Un nouveau matin au salon de beauté de la dame de Longroy. Un matin simple, élégant, frais et calme - un matin sans cris, sans débandades dans les rues, sans gueux de l'Inquisition hurlant à l'hérésie. Le regard porté au-delà de la vitrine parfaitement lavée de la boutique, Yolande poussa un léger soupir. Elle se sentait stressée ces temps-ci - cet idiot de Frambault l'avait prise, elle et sa famille, pour cible : après l'avoir personnellement harcelée à son propre salon, il avait osé aller fouiner du côté de sa première-née. Bien sûr, Yolande ne craignait pas les enquêtes du jeune mâle - c'était plutôt les mensonges qu'il était sans doute prêt à inventer pour justifier sa haine dont elle se méfiait.
Le salon était encore calme, l'heure étant trop matinale pour les oisives bourgeoises qui composaient sa clientèle.
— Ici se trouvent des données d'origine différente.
// ============================================================================
// Source Document Parsing
// ============================================================================
//
// A weekly source document is an XML file with one `<My>` element per lesson
// row, at any depth. The document is scanned with a streaming reader and each
// row is deserialized on its own into an explicit schema where every field is
// optional, then normalized into `RawRecord`s and classified into
// `LessonCandidate`s. A row that fails to deserialize or has no usable date is
// dropped; every other field falls back to its default. Only a document that
// is not well-formed as a whole is an error.

use crate::api::LessonStatus;
use chrono::NaiveDate;
use quick_xml::events::Event;
use quick_xml::Reader;
use serde::Deserialize;

/// Substring (upper-cased) that marks a lesson as cancelled.
pub const CANCELLATION_MARKER: &str = "ОТМЕНА";

/// Subject text used for every resolved cancellation.
pub const CANCELLATION_LABEL: &str = "ОТМЕНА";

/// Replacement marker value meaning "no replacement".
pub const NO_REPLACEMENT: &str = "0";

/// Errors that make a whole document unusable.
#[derive(Debug, thiserror::Error)]
pub enum DocumentError {
    #[error("Document is not valid UTF-8: {0}")]
    Encoding(#[from] std::str::Utf8Error),

    #[error("Malformed XML document: {0}")]
    Xml(#[from] quick_xml::Error),
}

/// Element name of one lesson row.
const ROW_TAG: &[u8] = b"My";

#[derive(Deserialize, Default)]
struct SourceRow {
    #[serde(rename = "DAT", default)]
    date: Option<String>,
    #[serde(rename = "UR", default)]
    lesson_number: Option<String>,
    #[serde(rename = "IDGG", default)]
    subgroup: Option<String>,
    #[serde(rename = "SPPRED.NAIM", default)]
    subject: Option<String>,
    #[serde(rename = "FAMIO", default)]
    teacher: Option<String>,
    #[serde(rename = "SPGRUP.NAIM", default)]
    groups: Vec<String>,
    #[serde(rename = "ZAM", default)]
    replacement: Option<String>,
}

/// One normalized source row.
#[derive(Debug, Clone, PartialEq, Eq)]
pub struct RawRecord {
    pub date: NaiveDate,
    pub lesson_number: i32,
    pub subgroup: i32,
    pub subject: String,
    pub teacher: String,
    pub groups: Vec<String>,
    pub replacement_marker: String,
}

impl RawRecord {
    fn from_row(row: SourceRow) -> Option<Self> {
        let date = parse_record_date(row.date.as_deref()?)?;
        Some(Self {
            date,
            lesson_number: parse_int_or_zero(row.lesson_number.as_deref()),
            subgroup: parse_int_or_zero(row.subgroup.as_deref()),
            subject: trimmed(row.subject),
            teacher: trimmed(row.teacher),
            groups: row
                .groups
                .iter()
                .map(|g| g.trim())
                .filter(|g| !g.is_empty())
                .map(str::to_string)
                .collect(),
            replacement_marker: row
                .replacement
                .map(|m| m.trim().to_string())
                .filter(|m| !m.is_empty())
                .unwrap_or_else(|| NO_REPLACEMENT.to_string()),
        })
    }
}

/// A record's contribution to a timetable cell before conflict resolution.
#[derive(Debug, Clone, PartialEq, Eq)]
pub struct LessonCandidate {
    pub date: NaiveDate,
    pub lesson_number: i32,
    pub subgroup: i32,
    pub subject: String,
    pub teacher: String,
    pub status: LessonStatus,
    pub group_list: Vec<String>,
    /// Filled only by the resolver.
    pub original_subject: Option<String>,
    /// Whether this single record names several groups. Not authoritative.
    pub stream_hint: bool,
}

impl From<RawRecord> for LessonCandidate {
    fn from(record: RawRecord) -> Self {
        let status = classify_status(&record.subject, &record.replacement_marker);
        Self {
            date: record.date,
            lesson_number: record.lesson_number,
            subgroup: record.subgroup,
            stream_hint: record.groups.len() > 1,
            subject: record.subject,
            teacher: record.teacher,
            status,
            group_list: record.groups,
            original_subject: None,
        }
    }
}

/// Result of parsing one document.
#[derive(Debug, Clone, Default)]
pub struct ParsedDocument {
    /// Candidates in source encounter order.
    pub candidates: Vec<LessonCandidate>,
    /// Rows dropped as malformed or for lack of a usable date.
    pub dropped: usize,
}

/// Parse a raw weekly document into lesson candidates.
pub fn parse_document(content: &[u8]) -> Result<ParsedDocument, DocumentError> {
    let text = std::str::from_utf8(content)?;
    let mut reader = Reader::from_str(text);
    let mut parsed = ParsedDocument::default();

    loop {
        match reader.read_event()? {
            Event::Start(start) if start.local_name().as_ref() == ROW_TAG => {
                let span = reader.read_to_end(start.name())?;
                let inner = &text[span.start as usize..span.end as usize];
                match parse_row(inner) {
                    Some(record) => parsed.candidates.push(record.into()),
                    None => parsed.dropped += 1,
                }
            }
            // A self-closed row carries no date.
            Event::Empty(start) if start.local_name().as_ref() == ROW_TAG => {
                parsed.dropped += 1;
            }
            Event::Eof => break,
            _ => {}
        }
    }
    Ok(parsed)
}

/// Deserialize the content of one `<My>` element.
fn parse_row(inner: &str) -> Option<RawRecord> {
    let xml = format!("<My>{}</My>", inner);
    match quick_xml::de::from_str::<SourceRow>(&xml) {
        Ok(row) => RawRecord::from_row(row),
        Err(e) => {
            log::debug!("Dropping malformed row: {}", e);
            None
        }
    }
}

/// Cancellation wins over the replacement marker.
pub fn classify_status(subject: &str, replacement_marker: &str) -> LessonStatus {
    if is_cancellation_text(subject) {
        LessonStatus::Cancellation
    } else if replacement_marker != NO_REPLACEMENT {
        LessonStatus::Replacement
    } else {
        LessonStatus::Ok
    }
}

pub fn is_cancellation_text(subject: &str) -> bool {
    subject.trim().to_uppercase().contains(CANCELLATION_MARKER)
}

/// Accepts `YYYY-MM-DD` optionally followed by a time part.
fn parse_record_date(value: &str) -> Option<NaiveDate> {
    let value = value.trim();
    let date_part = value.split(['T', ' ']).next()?;
    NaiveDate::parse_from_str(date_part, "%Y-%m-%d").ok()
}

fn parse_int_or_zero(value: Option<&str>) -> i32 {
    value.and_then(|v| v.trim().parse().ok()).unwrap_or(0)
}

fn trimmed(value: Option<String>) -> String {
    value.map(|v| v.trim().to_string()).unwrap_or_default()
}

#[cfg(test)]
mod tests {
    use super::*;

    fn parse(xml: &str) -> ParsedDocument {
        parse_document(xml.as_bytes()).unwrap()
    }

    #[test]
    fn test_parse_full_row() {
        let parsed = parse(
            r#"<?xml version="1.0" encoding="utf-8"?>
            <root>
              <My>
                <DAT>2024-09-02T00:00:00</DAT>
                <UR>2</UR>
                <IDGG>1</IDGG>
                <SPPRED.NAIM> Физика </SPPRED.NAIM>
                <FAMIO>Иванов И.И.</FAMIO>
                <SPGRUP.NAIM>101</SPGRUP.NAIM>
                <SPGRUP.NAIM>102</SPGRUP.NAIM>
                <ZAM>0</ZAM>
              </My>
            </root>"#,
        );
        assert_eq!(parsed.dropped, 0);
        assert_eq!(parsed.candidates.len(), 1);
        let c = &parsed.candidates[0];
        assert_eq!(c.date, NaiveDate::from_ymd_opt(2024, 9, 2).unwrap());
        assert_eq!(c.lesson_number, 2);
        assert_eq!(c.subgroup, 1);
        assert_eq!(c.subject, "Физика");
        assert_eq!(c.teacher, "Иванов И.И.");
        assert_eq!(c.group_list, vec!["101", "102"]);
        assert_eq!(c.status, LessonStatus::Ok);
        assert!(c.stream_hint);
        assert!(c.original_subject.is_none());
    }

    #[test]
    fn test_missing_date_is_dropped() {
        let parsed = parse(
            r#"<root>
              <My><UR>1</UR><SPPRED.NAIM>A</SPPRED.NAIM></My>
              <My><DAT>not a date</DAT><UR>1</UR></My>
              <My><DAT>2024-09-03</DAT><UR>1</UR></My>
            </root>"#,
        );
        assert_eq!(parsed.dropped, 2);
        assert_eq!(parsed.candidates.len(), 1);
    }

    #[test]
    fn test_defaults_for_missing_fields() {
        let parsed = parse(r#"<root><My><DAT>2024-09-03</DAT><UR>x</UR></My></root>"#);
        let c = &parsed.candidates[0];
        assert_eq!(c.lesson_number, 0);
        assert_eq!(c.subgroup, 0);
        assert_eq!(c.subject, "");
        assert_eq!(c.teacher, "");
        assert!(c.group_list.is_empty());
        assert_eq!(c.status, LessonStatus::Ok);
    }

    #[test]
    fn test_preserves_encounter_order() {
        let parsed = parse(
            r#"<root>
              <My><DAT>2024-09-03</DAT><UR>3</UR></My>
              <My><DAT>2024-09-02</DAT><UR>1</UR></My>
              <My><DAT>2024-09-03</DAT><UR>2</UR></My>
            </root>"#,
        );
        let numbers: Vec<i32> = parsed.candidates.iter().map(|c| c.lesson_number).collect();
        assert_eq!(numbers, vec![3, 1, 2]);
    }

    #[test]
    fn test_classify_status_order() {
        assert_eq!(classify_status("отмена занятия", "1"), LessonStatus::Cancellation);
        assert_eq!(classify_status("Химия", "5"), LessonStatus::Replacement);
        assert_eq!(classify_status("Химия", "0"), LessonStatus::Ok);
    }

    #[test]
    fn test_blank_group_names_are_ignored() {
        let parsed = parse(
            r#"<root><My><DAT>2024-09-03</DAT><SPGRUP.NAIM></SPGRUP.NAIM><SPGRUP.NAIM>201</SPGRUP.NAIM></My></root>"#,
        );
        assert_eq!(parsed.candidates[0].group_list, vec!["201"]);
        assert!(!parsed.candidates[0].stream_hint);
    }

    #[test]
    fn test_empty_document() {
        let parsed = parse("<root></root>");
        assert!(parsed.candidates.is_empty());
        assert_eq!(parsed.dropped, 0);
    }

    #[test]
    fn test_malformed_row_does_not_spoil_document() {
        let parsed = parse(
            r#"<root>
              <My><DAT>2024-09-02</DAT><UR>1</UR><SPPRED.NAIM>Физика</SPPRED.NAIM></My>
              <My><DAT>2024-09-02</DAT><DAT>2024-09-03</DAT><UR>1</UR></My>
            </root>"#,
        );
        assert_eq!(parsed.candidates.len(), 1);
        assert_eq!(parsed.dropped, 1);
        assert_eq!(parsed.candidates[0].subject, "Физика");
    }

    #[test]
    fn test_repeated_field_and_nested_markup_rows_are_dropped() {
        let parsed = parse(
            r#"<root>
              <My><DAT>2024-09-02</DAT><UR>1</UR><UR>2</UR></My>
              <My><DAT>2024-09-02</DAT><UR>3</UR></My>
              <My><DAT>2024-09-02</DAT><SPPRED.NAIM><b>x</b></SPPRED.NAIM></My>
              <My/>
            </root>"#,
        );
        assert_eq!(parsed.dropped, 3);
        let numbers: Vec<i32> = parsed.candidates.iter().map(|c| c.lesson_number).collect();
        assert_eq!(numbers, vec![3]);
    }

    #[test]
    fn test_rows_found_at_any_depth() {
        let parsed = parse(
            r#"<root>
              <data><My><DAT>2024-09-02</DAT><UR>1</UR></My></data>
              <My><DAT>2024-09-02</DAT><UR>2</UR></My>
            </root>"#,
        );
        let numbers: Vec<i32> = parsed.candidates.iter().map(|c| c.lesson_number).collect();
        assert_eq!(numbers, vec![1, 2]);
    }

    #[test]
    fn test_truncated_document_is_an_error() {
        let result = parse_document(b"<root><My><DAT>2024-09-02");
        assert!(matches!(result, Err(DocumentError::Xml(_))));
    }

    #[test]
    fn test_invalid_utf8_is_an_error() {
        let result = parse_document(&[0x3c, 0xff, 0xfe]);
        assert!(matches!(result, Err(DocumentError::Encoding(_))));
    }
}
Ainsi, les employés étaient peu nombreux, et occupés à gérer l'inventaire dans l'arrière-boutique - seules Yolande et son hôtesse d'accueil (qui, elle, balayait paresseusement le sol) attendaient les premiers chalands.
Et elles n'eurent pas à attendre longtemps. Quittant sa fenêtre, la dame alla ouvrir la porte à sa première cliente de la journée, qu'elle avait vue arriver depuis l'autre côté de la rue. Elle lui offrit un aimable sourire, presque complice, et l'invita à entrer.
- Miss Blodwyn. Quel plaisir de vous avoir ici.
L'hôtesse d'accueil, comprenant que Yolande voulait s'en charger personnellement, sourit poliment à la nouvelle venue et s'éclipsa elle aussi pour rejoindre ses collègues et laisser sa patronne s'occuper du reste. Celle-ci sourit de plus belle, confiante en la discrétion de ses employés. Aucune remarque ne serait faite à l'encontre de l'Irlandaise. Pas ici.
Son élève semblait déterminée... Un très bon point ! Yolande lui sourit, tandis qu'André terminait enfin de faire chauffer les bassines d'eau. Il en traîna une derrière l'un des coussins réservés aux clients, avant de retourner terminer son travail dans l'arrière-boutique en adressant un signe de tête poli aux deux femelles.
- Commençons donc par votre chevelure. Asseyez-vous ici, je vous prie, invita Yolande en s'approchant du siège destiné à Sibylline. Les bassines étaient posées sur de hautes tables d'appoint, de sorte qu'en s'asseyant, il suffisait aux clients de pencher la tête en arrière pour baigner leurs cheveux.
- Beaucoup de gens accordent trop d'importance aux artifices - le plus important, c'est la base. Avant de vouloir coiffer et orner votre chevelure, mieux vaut s'en occuper en profondeur, expliqua la dame. Il en va de même pour les soins du pelage et de la peau... Ayez une bonne routine journalière et une vie saine, et vous me remercierez quand vous aurez mon âge.
L'entretien, c'était ça la clé ! De bonnes habitudes, se laver chaque jour, hydrater son visage au réveil... se laver les dents matin et soir ! Tant de gestes quotidiens qui, en ce temps-là, étaient tout sauf banals. Mais Yolande était persuadée qu'il s'agissait de ça, avant le maquillage et les ornements, qui conférait une réelle beauté. Le reste, ce n'était que de la poudre aux yeux !
Elle appuya doucement sur le front de Sibylline pour lui faire pencher la tête, puis commença à lui laver les cheveux. D'habitude, Yolande ne s'occupait pas elle-même des tâches basiques, mais elle pouvait bien accorder cette attention à la demoiselle. Et ses employés étaient déjà bien occupés avec l'inventaire - une besogne sans doute bien pire !
Elle redressa la tête de Sibylline et lui enroula les cheveux dans un linge quand elle eut terminé de les laver. Le temps qu'ils sèchent, elle contourna le siège pour venir s'asseoir face à sa cliente, attirant à elle par la même occasion un petit chariot plein de soins du visage.
- Vous êtes jeune, et en bonne santé. Vous n'aurez pas besoin de beaucoup de produits... fit Yolande, pensive, presque pour elle-même.